■ To do:
The exercise calls for a faithful copy of all the data.

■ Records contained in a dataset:
+ + +

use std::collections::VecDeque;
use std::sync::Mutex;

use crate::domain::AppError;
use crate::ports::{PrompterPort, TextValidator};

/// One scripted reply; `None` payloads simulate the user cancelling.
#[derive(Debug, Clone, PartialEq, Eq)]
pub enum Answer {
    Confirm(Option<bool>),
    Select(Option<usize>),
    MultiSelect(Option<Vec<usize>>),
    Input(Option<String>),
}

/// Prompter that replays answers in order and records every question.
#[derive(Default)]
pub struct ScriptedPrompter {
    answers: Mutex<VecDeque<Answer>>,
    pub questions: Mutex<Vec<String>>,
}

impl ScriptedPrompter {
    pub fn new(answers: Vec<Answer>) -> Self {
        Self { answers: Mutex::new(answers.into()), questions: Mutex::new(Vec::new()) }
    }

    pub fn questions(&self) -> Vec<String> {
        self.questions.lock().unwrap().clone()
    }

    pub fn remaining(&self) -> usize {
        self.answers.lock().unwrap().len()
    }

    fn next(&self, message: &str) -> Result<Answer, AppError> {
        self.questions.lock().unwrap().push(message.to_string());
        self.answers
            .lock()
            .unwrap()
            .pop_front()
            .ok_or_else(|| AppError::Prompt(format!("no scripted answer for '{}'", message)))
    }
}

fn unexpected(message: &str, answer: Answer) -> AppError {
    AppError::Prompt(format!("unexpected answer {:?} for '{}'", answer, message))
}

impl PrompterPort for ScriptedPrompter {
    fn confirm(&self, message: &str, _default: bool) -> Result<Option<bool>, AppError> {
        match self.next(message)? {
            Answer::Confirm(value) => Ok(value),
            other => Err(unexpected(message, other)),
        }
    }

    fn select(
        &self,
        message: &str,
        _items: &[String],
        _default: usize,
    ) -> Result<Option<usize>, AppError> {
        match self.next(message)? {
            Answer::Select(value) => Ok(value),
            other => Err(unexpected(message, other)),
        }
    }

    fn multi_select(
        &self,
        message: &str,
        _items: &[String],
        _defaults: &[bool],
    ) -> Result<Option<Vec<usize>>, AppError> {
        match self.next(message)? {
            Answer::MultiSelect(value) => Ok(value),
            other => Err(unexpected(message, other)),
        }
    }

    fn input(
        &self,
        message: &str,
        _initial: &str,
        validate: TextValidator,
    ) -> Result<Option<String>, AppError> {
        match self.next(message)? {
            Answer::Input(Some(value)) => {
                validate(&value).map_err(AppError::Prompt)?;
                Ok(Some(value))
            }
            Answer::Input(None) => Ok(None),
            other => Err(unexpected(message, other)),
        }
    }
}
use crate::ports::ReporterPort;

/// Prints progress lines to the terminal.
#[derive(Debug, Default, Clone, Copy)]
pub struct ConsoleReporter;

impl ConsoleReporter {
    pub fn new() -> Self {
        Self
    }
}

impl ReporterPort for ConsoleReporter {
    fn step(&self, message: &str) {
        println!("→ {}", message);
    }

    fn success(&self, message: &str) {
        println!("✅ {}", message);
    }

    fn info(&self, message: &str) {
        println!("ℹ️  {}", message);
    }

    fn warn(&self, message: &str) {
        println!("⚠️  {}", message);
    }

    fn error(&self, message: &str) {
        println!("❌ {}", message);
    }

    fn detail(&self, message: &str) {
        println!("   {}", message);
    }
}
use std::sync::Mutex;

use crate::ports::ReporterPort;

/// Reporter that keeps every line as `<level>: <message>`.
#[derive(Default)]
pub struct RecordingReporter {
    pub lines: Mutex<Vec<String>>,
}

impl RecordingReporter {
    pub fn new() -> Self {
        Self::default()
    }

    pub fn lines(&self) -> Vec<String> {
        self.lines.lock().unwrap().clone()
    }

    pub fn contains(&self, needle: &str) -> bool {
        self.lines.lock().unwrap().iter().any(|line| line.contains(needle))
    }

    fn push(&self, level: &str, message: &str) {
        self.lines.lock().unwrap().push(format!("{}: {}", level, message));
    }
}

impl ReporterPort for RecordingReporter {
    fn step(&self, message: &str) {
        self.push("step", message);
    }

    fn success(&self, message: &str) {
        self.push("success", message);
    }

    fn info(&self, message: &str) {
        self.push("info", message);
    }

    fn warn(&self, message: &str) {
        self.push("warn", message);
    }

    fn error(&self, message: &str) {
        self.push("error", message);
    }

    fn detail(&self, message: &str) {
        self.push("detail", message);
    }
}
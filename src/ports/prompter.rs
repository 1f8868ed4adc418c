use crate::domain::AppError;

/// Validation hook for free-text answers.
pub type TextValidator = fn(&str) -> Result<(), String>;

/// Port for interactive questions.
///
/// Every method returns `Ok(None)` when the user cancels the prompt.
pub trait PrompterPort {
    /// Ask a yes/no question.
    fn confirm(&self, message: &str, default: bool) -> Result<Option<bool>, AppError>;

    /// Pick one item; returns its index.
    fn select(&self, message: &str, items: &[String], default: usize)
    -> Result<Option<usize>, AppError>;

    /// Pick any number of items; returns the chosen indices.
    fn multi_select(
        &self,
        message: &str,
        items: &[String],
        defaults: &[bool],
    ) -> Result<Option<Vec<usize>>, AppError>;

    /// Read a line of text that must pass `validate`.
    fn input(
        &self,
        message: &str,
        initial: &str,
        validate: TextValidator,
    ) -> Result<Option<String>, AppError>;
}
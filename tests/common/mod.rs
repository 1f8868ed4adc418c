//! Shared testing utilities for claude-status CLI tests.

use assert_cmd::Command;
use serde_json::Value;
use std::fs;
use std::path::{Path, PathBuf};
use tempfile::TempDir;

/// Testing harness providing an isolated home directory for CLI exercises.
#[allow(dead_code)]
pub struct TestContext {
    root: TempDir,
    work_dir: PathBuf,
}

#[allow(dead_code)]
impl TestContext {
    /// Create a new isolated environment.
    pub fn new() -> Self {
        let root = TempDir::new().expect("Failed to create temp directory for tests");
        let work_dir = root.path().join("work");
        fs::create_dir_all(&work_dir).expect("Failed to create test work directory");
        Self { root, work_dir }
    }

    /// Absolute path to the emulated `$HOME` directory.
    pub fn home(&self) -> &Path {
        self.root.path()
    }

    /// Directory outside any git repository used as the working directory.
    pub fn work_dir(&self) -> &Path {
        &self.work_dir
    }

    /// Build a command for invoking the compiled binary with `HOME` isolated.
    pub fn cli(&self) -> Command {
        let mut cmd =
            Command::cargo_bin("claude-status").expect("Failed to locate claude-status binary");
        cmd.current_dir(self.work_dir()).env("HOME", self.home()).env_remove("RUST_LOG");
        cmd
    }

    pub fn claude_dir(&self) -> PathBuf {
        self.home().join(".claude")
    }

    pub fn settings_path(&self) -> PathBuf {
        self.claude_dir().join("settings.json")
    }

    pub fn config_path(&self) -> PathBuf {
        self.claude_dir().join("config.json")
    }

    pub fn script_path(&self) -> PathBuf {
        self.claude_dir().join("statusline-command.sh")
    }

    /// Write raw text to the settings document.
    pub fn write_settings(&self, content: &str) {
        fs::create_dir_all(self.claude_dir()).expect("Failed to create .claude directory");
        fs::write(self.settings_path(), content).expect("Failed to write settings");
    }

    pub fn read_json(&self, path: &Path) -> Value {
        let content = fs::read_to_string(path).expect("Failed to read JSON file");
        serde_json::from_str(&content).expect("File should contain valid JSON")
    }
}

+ + +

■ Answer for this exercise:
use std::collections::VecDeque;
use std::sync::Mutex;

use crate::domain::AppError;
use crate::ports::{PrompterPort, TextValidator};

/// One scripted reply; `None` payloads simulate the user cancelling.
#[derive(Debug, Clone, PartialEq, Eq)]
pub enum Answer {
    Confirm(Option<bool>),
    Select(Option<usize>),
    MultiSelect(Option<Vec<usize>>),
    Input(Option<String>),
}

/// Prompter that replays answers in order and records every question.
#[derive(Default)]
pub struct ScriptedPrompter {
    answers: Mutex<VecDeque<Answer>>,
    pub questions: Mutex<Vec<String>>,
}

impl ScriptedPrompter {
    pub fn new(answers: Vec<Answer>) -> Self {
        Self { answers: Mutex::new(answers.into()), questions: Mutex::new(Vec::new()) }
    }

    pub fn questions(&self) -> Vec<String> {
        self.questions.lock().unwrap().clone()
    }

    pub fn remaining(&self) -> usize {
        self.answers.lock().unwrap().len()
    }

    fn next(&self, message: &str) -> Result<Answer, AppError> {
        self.questions.lock().unwrap().push(message.to_string());
        self.answers
            .lock()
            .unwrap()
            .pop_front()
            .ok_or_else(|| AppError::Prompt(format!("no scripted answer for '{}'", message)))
    }
}

fn unexpected(message: &str, answer: Answer) -> AppError {
    AppError::Prompt(format!("unexpected answer {:?} for '{}'", answer, message))
}

impl PrompterPort for ScriptedPrompter {
    fn confirm(&self, message: &str, _default: bool) -> Result<Option<bool>, AppError> {
        match self.next(message)? {
            Answer::Confirm(value) => Ok(value),
            other => Err(unexpected(message, other)),
        }
    }

    fn select(
        &self,
        message: &str,
        _items: &[String],
        _default: usize,
    ) -> Result<Option<usize>, AppError> {
        match self.next(message)? {
            Answer::Select(value) => Ok(value),
            other => Err(unexpected(message, other)),
        }
    }

    fn multi_select(
        &self,
        message: &str,
        _items: &[String],
        _defaults: &[bool],
    ) -> Result<Option<Vec<usize>>, AppError> {
        match self.next(message)? {
            Answer::MultiSelect(value) => Ok(value),
            other => Err(unexpected(message, other)),
        }
    }

    fn input(
        &self,
        message: &str,
        _initial: &str,
        validate: TextValidator,
    ) -> Result<Option<String>, AppError> {
        match self.next(message)? {
            Answer::Input(Some(value)) => {
                validate(&value).map_err(AppError::Prompt)?;
                Ok(Some(value))
            }
            Answer::Input(None) => Ok(None),
            other => Err(unexpected(message, other)),
        }
    }
}
use crate::ports::ReporterPort;

/// Prints progress lines to the terminal.
#[derive(Debug, Default, Clone, Copy)]
pub struct ConsoleReporter;

impl ConsoleReporter {
    pub fn new() -> Self {
        Self
    }
}

impl ReporterPort for ConsoleReporter {
    fn step(&self, message: &str) {
        println!("→ {}", message);
    }

    fn success(&self, message: &str) {
        println!("✅ {}", message);
    }

    fn info(&self, message: &str) {
        println!("ℹ️  {}", message);
    }

    fn warn(&self, message: &str) {
        println!("⚠️  {}", message);
    }

    fn error(&self, message: &str) {
        println!("❌ {}", message);
    }

    fn detail(&self, message: &str) {
        println!("   {}", message);
    }
}
use std::sync::Mutex;

use crate::ports::ReporterPort;

/// Reporter that keeps every line as `<level>: <message>`.
#[derive(Default)]
pub struct RecordingReporter {
    pub lines: Mutex<Vec<String>>,
}

impl RecordingReporter {
    pub fn new() -> Self {
        Self::default()
    }

    pub fn lines(&self) -> Vec<String> {
        self.lines.lock().unwrap().clone()
    }

    pub fn contains(&self, needle: &str) -> bool {
        self.lines.lock().unwrap().iter().any(|line| line.contains(needle))
    }

    fn push(&self, level: &str, message: &str) {
        self.lines.lock().unwrap().push(format!("{}: {}", level, message));
    }
}

impl ReporterPort for RecordingReporter {
    fn step(&self, message: &str) {
        self.push("step", message);
    }

    fn success(&self, message: &str) {
        self.push("success", message);
    }

    fn info(&self, message: &str) {
        self.push("info", message);
    }

    fn warn(&self, message: &str) {
        self.push("warn", message);
    }

    fn error(&self, message: &str) {
        self.push("error", message);
    }

    fn detail(&self, message: &str) {
        self.push("detail", message);
    }
}
filename src/ports/prompter.rs
repository 1f8868ed4adc418c
use crate::domain::AppError;

/// Validation hook for free-text answers.
pub type TextValidator = fn(&str) -> Result<(), String>;

/// Port for interactive questions.
///
/// Every method returns `Ok(None)` when the user cancels the prompt.
pub trait PrompterPort {
    /// Ask a yes/no question.
    fn confirm(&self, message: &str, default: bool) -> Result<Option<bool>, AppError>;

    /// Pick one item; returns its index.
    fn select(&self, message: &str, items: &[String], default: usize)
    -> Result<Option<usize>, AppError>;

    /// Pick any number of items; returns the chosen indices.
    fn multi_select(
        &self,
        message: &str,
        items: &[String],
        defaults: &[bool],
    ) -> Result<Option<Vec<usize>>, AppError>;

    /// Read a line of text that must pass `validate`.
    fn input(
        &self,
        message: &str,
        initial: &str,
        validate: TextValidator,
    ) -> Result<Option<String>, AppError>;
}
filename tests/common/mod.rs
repository 1f8868ed4adc418c
//! Shared testing utilities for claude-status CLI tests.

use assert_cmd::Command;
use serde_json::Value;
use std::fs;
use std::path::{Path, PathBuf};
use tempfile::TempDir;

/// Testing harness providing an isolated home directory for CLI exercises.
#[allow(dead_code)]
pub struct TestContext {
    root: TempDir,
    work_dir: PathBuf,
}

#[allow(dead_code)]
impl TestContext {
    /// Create a new isolated environment.
    pub fn new() -> Self {
        let root = TempDir::new().expect("Failed to create temp directory for tests");
        let work_dir = root.path().join("work");
        fs::create_dir_all(&work_dir).expect("Failed to create test work directory");
        Self { root, work_dir }
    }

    /// Absolute path to the emulated `$HOME` directory.
    pub fn home(&self) -> &Path {
        self.root.path()
    }

    /// Directory outside any git repository used as the working directory.
    pub fn work_dir(&self) -> &Path {
        &self.work_dir
    }

    /// Build a command for invoking the compiled binary with `HOME` isolated.
    pub fn cli(&self) -> Command {
        let mut cmd =
            Command::cargo_bin("claude-status").expect("Failed to locate claude-status binary");
        cmd.current_dir(self.work_dir()).env("HOME", self.home()).env_remove("RUST_LOG");
        cmd
    }

    pub fn claude_dir(&self) -> PathBuf {
        self.home().join(".claude")
    }

    pub fn settings_path(&self) -> PathBuf {
        self.claude_dir().join("settings.json")
    }

    pub fn config_path(&self) -> PathBuf {
        self.claude_dir().join("config.json")
    }

    pub fn script_path(&self) -> PathBuf {
        self.claude_dir().join("statusline-command.sh")
    }

    /// Write raw text to the settings document.
    pub fn write_settings(&self, content: &str) {
        fs::create_dir_all(self.claude_dir()).expect("Failed to create .claude directory");
        fs::write(self.settings_path(), content).expect("Failed to write settings");
    }

    pub fn read_json(&self, path: &Path) -> Value {
        let content = fs::read_to_string(path).expect("Failed to read JSON file");
        serde_json::from_str(&content).expect("File should contain valid JSON")
    }
}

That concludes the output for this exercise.